I had made up my mind that life would be easier for my mom without me. As my thoughts spiraled downward, I received a text message from my sister. She sent me Romans 8:28: “And we know that in all things God works for the good of those who love him, who have been called according to his purpose.” The scripture was a lifeline and managed to calm the storm in my mind.

After about three months in hotels and motels, we had run out of money. To make matters worse, my mom’s license plates got taken, so getting to school meant walking, often in the freezing cold, or taking a cab we couldn’t afford.

Life while being homeless was like a rabbit hole. Things were constantly changing. This instability caused me to be late to school almost every day of my seventh grade year, drawing the attention of my guidance counselor. It was hard for me to reach out for help, but when I finally got the courage to do so, my situation became gossip. I never spoke about it again.

Unfortunately, the school wanted to get the state involved.
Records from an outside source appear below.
use crate::message::Message;
use log::error;
use std::{
    borrow::Borrow,
    fmt::Display,
    sync::{
        atomic::{AtomicUsize, Ordering},
        Arc,
    },
};
use tokio::sync::{mpsc, mpsc::error::TrySendError, Mutex};

pub const QUEUE_MAX_LEN: usize = 2 << 8;

#[derive(Clone, Hash, PartialEq, Eq, Debug)]
pub struct QueueName(String);

impl QueueName {
    pub fn as_str(&self) -> &str {
        &self.0
    }
}

impl Display for QueueName {
    fn fmt(&self, f: &mut std::fmt::Formatter<'_>) -> std::fmt::Result {
        f.write_str(&self.0)
    }
}

impl From<&str> for QueueName {
    fn from(value: &str) -> Self {
        QueueName(value.to_owned())
    }
}

impl Borrow<str> for QueueName {
    fn borrow(&self) -> &str {
        &self.0
    }
}

/// A named, bounded FIFO of pending messages.
///
/// The buffer is shared by every consumer of the queue: each message is
/// handed to exactly one of them.
#[derive(Debug)]
pub struct Queue {
    name: QueueName,
    sender: mpsc::Sender<Message>,
    receiver: Mutex<mpsc::Receiver<Message>>,
    consumers: AtomicUsize,
}

impl Queue {
    pub fn new(name: QueueName) -> Self {
        Self::with_capacity(name, QUEUE_MAX_LEN)
    }

    pub fn with_capacity(name: QueueName, capacity: usize) -> Self {
        let (sender, receiver) = mpsc::channel(capacity.max(1));

        Self {
            name,
            sender,
            receiver: Mutex::new(receiver),
            consumers: AtomicUsize::new(0),
        }
    }

    pub fn name(&self) -> &QueueName {
        &self.name
    }

    pub fn messages(&self) -> usize {
        self.sender.max_capacity() - self.sender.capacity()
    }

    /// Best-effort count of running dispatch workers.
    pub fn consumers(&self) -> usize {
        self.consumers.load(Ordering::Relaxed)
    }

    /// Appends to the tail, waiting while the buffer is full.
    pub(crate) async fn push(&self, message: Message) {
        // The receiver lives as long as the queue, so this only fails on a
        // broken invariant.
        if let Err(e) = self.sender.send(message).await {
            error!("Queue {} buffer is closed: {e}", self.name);
        }
    }

    /// Appends without waiting, for callers that cannot await. When the
    /// buffer is full the push moves to a task on the current runtime.
    pub(crate) fn push_detached(self: &Arc<Self>, message: Message) {
        let message = match self.sender.try_send(message) {
            Ok(()) => return,
            Err(TrySendError::Full(message)) => message,
            Err(TrySendError::Closed(_)) => {
                error!("Queue {} buffer is closed", self.name);
                return;
            }
        };

        match tokio::runtime::Handle::try_current() {
            Ok(runtime) => {
                let queue = Arc::clone(self);
                runtime.spawn(async move { queue.push(message).await });
            }
            Err(_) => error!(
                "Queue {} is full and no runtime is left, dropping {}",
                self.name,
                message.id()
            ),
        }
    }

    /// Waits for the head of the queue. Cancel safe.
    pub(crate) async fn pop(&self) -> Option<Message> {
        self.receiver.lock().await.recv().await
    }

    pub(crate) async fn try_pop(&self) -> Option<Message> {
        self.receiver.lock().await.try_recv().ok()
    }

    /// Drops every buffered message and returns how many were dropped.
    ///
    /// A consumer parked in `pop` holds the receiver lock while the buffer
    /// is empty, so the lock is only waited for while messages remain.
    pub(crate) async fn purge(&self) -> usize {
        let mut purged = 0;

        loop {
            match self.receiver.try_lock() {
                Ok(mut receiver) => {
                    while receiver.try_recv().is_ok() {
                        purged += 1;
                    }
                    return purged;
                }
                Err(_) if self.messages() == 0 => return purged,
                Err(_) => tokio::task::yield_now().await,
            }
        }
    }

    pub(crate) fn consumer_started(&self) {
        self.consumers.fetch_add(1, Ordering::Relaxed);
    }

    pub(crate) fn consumer_stopped(&self) {
        self.consumers.fetch_sub(1, Ordering::Relaxed);
    }
}
//! Single layer artifact (`layr generate <kind> <name>`).

use std::path::Path;

use tracing::{debug, instrument};

use crate::{
    application::services::TemplateEngine,
    domain::{
        ArtifactPlan, ComponentKind, DomainValidator, Flavor, NameForm, RenderContext, TemplateKey,
        capabilities::component_path,
    },
    error::LayrResult,
};

/// Plans exactly one stub-flavor artifact for a component kind.
pub struct ComponentGenerator<'a> {
    engine: TemplateEngine<'a>,
}

impl<'a> ComponentGenerator<'a> {
    pub fn new(engine: TemplateEngine<'a>) -> Self {
        Self { engine }
    }

    /// Plan `<dir>/<lower>_<kind>.go` under `root`.
    ///
    /// The kind is parsed before anything else, so an unknown kind fails
    /// with nothing planned.
    #[instrument(skip_all, fields(kind = kind, name = name))]
    pub fn plan(
        &self,
        kind: &str,
        name: &str,
        import_path: &str,
        root: &Path,
    ) -> LayrResult<ArtifactPlan> {
        let kind: ComponentKind = kind.parse()?;
        DomainValidator::validate_name(name)?;

        let name = NameForm::derive(name);
        let context = RenderContext::new(name.clone()).with_import_path(import_path);
        let path = component_path(kind, &name);
        let key = TemplateKey::layer(kind.artifact(), Flavor::Stub);

        let content = self.engine.render(key, &context, &path)?;
        debug!(path = %path, "component planned");

        Ok(ArtifactPlan::new(root).with_file(path, content))
    }
}

#[cfg(test)]
mod tests {
    use super::*;
    use crate::application::ports::{MockTemplateRenderer, MockTemplateStore};
    use crate::domain::{ArtifactKind, DomainError, TemplateSpec};
    use crate::error::{ErrorKind, LayrError};

    fn echo_ports() -> (MockTemplateStore, MockTemplateRenderer) {
        let mut store = MockTemplateStore::new();
        store
            .expect_get()
            .returning(|key| Ok(TemplateSpec::new(key, key.to_string())));
        let mut renderer = MockTemplateRenderer::new();
        renderer
            .expect_render()
            .returning(|spec, _| Ok(spec.body().to_owned()));
        (store, renderer)
    }

    #[test]
    fn plans_one_file_per_kind() {
        let (store, renderer) = echo_ports();
        let generator = ComponentGenerator::new(TemplateEngine::new(&store, &renderer));

        let cases = [
            ("controller", "internal/delivery/http/order_controller.go", "handler/stub"),
            ("Repository", "internal/repository/order_repository.go", "repository/stub"),
            ("USECASE", "internal/usecase/order_usecase.go", "usecase/stub"),
        ];

        for (kind, path, template) in cases {
            let plan = generator.plan(kind, "Order", "shop", Path::new(".")).unwrap();
            assert_eq!(plan.files().len(), 1);
            assert!(plan.directories().is_empty());
            assert_eq!(plan.files()[0].path.to_string(), path);
            assert_eq!(plan.files()[0].content, template);
        }
    }

    #[test]
    fn unknown_kind_never_reaches_templates() {
        let mut store = MockTemplateStore::new();
        store.expect_get().never();
        let mut renderer = MockTemplateRenderer::new();
        renderer.expect_render().never();

        let generator = ComponentGenerator::new(TemplateEngine::new(&store, &renderer));
        let err = generator
            .plan("service", "order", "shop", Path::new("."))
            .unwrap_err();

        assert_eq!(err.kind(), ErrorKind::InvalidInput);
        assert!(matches!(
            err,
            LayrError::Domain(DomainError::UnknownComponentKind { .. })
        ));
    }

    #[test]
    fn unsafe_name_is_rejected() {
        let (store, renderer) = echo_ports();
        let generator = ComponentGenerator::new(TemplateEngine::new(&store, &renderer));

        let err = generator
            .plan("controller", "../order", "shop", Path::new("."))
            .unwrap_err();
        assert_eq!(err.kind(), ErrorKind::InvalidInput);
    }

    #[test]
    fn renders_with_import_path_and_name() {
        let mut store = MockTemplateStore::new();
        store
            .expect_get()
            .withf(|key| *key == TemplateKey::layer(ArtifactKind::Handler, Flavor::Stub))
            .returning(|key| Ok(TemplateSpec::new(key, "")));
        let mut renderer = MockTemplateRenderer::new();
        renderer
            .expect_render()
            .withf(|_, ctx| {
                ctx.import_path() == Some("shop") && ctx.name().capitalized() == "Order"
            })
            .times(1)
            .returning(|_, _| Ok(String::new()));

        let generator = ComponentGenerator::new(TemplateEngine::new(&store, &renderer));
        generator
            .plan("controller", "order", "shop", Path::new("."))
            .unwrap();
    }
}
Just when I thought my world would get flipped upside down, and I would be separated from my mom and forced to repeat a grade, COVID and quarantine changed things.

During what was meant to be a two-week quarantine, our only options for housing was to go to a homeless shelter or upstate to my mom’s father’s place. Eventually, with hesitation, my mom decided to take my sister and me to her father’s home — a place I came to call “the hell house.”

The external appearance of this house was deceiving. The grass was freshly cut, and there was a pool in the backyard, but inside this beautiful home hid an ugly truth: the constant threat of violence.

Before COVID, life felt like it was moving too fast, and we couldn’t keep up. Quarantine was supposed to give us a break, a chance to figure out our next step. However, living in the hell house triggered my mom, plunging her into a deep depression. Nothing could snap her out of it. When we were kicked out into the snow eight months later, we had nowhere to go. No car, no money, nothing.

The rule “what happens in the house stays in the house” no longer applied. My sister reached out to our godmother in Newark who welcomed us with open arms. Her family provided the steady, loving environment that I so desperately needed. My mom was always doing for others, so it was hard for her to acknowledge that she and we needed help. If it wasn’t for quarantine, I would not be where I am today: safe, stable, and surrounded by love.

Alexa Brown-Hill, a junior at Bard High School Early College in Newark, is a multifaceted individual who is deeply passionate about literature and aspires to become a published author and a makeup artist. She is a 2023-24 Chalkbeat Student Voices fellow.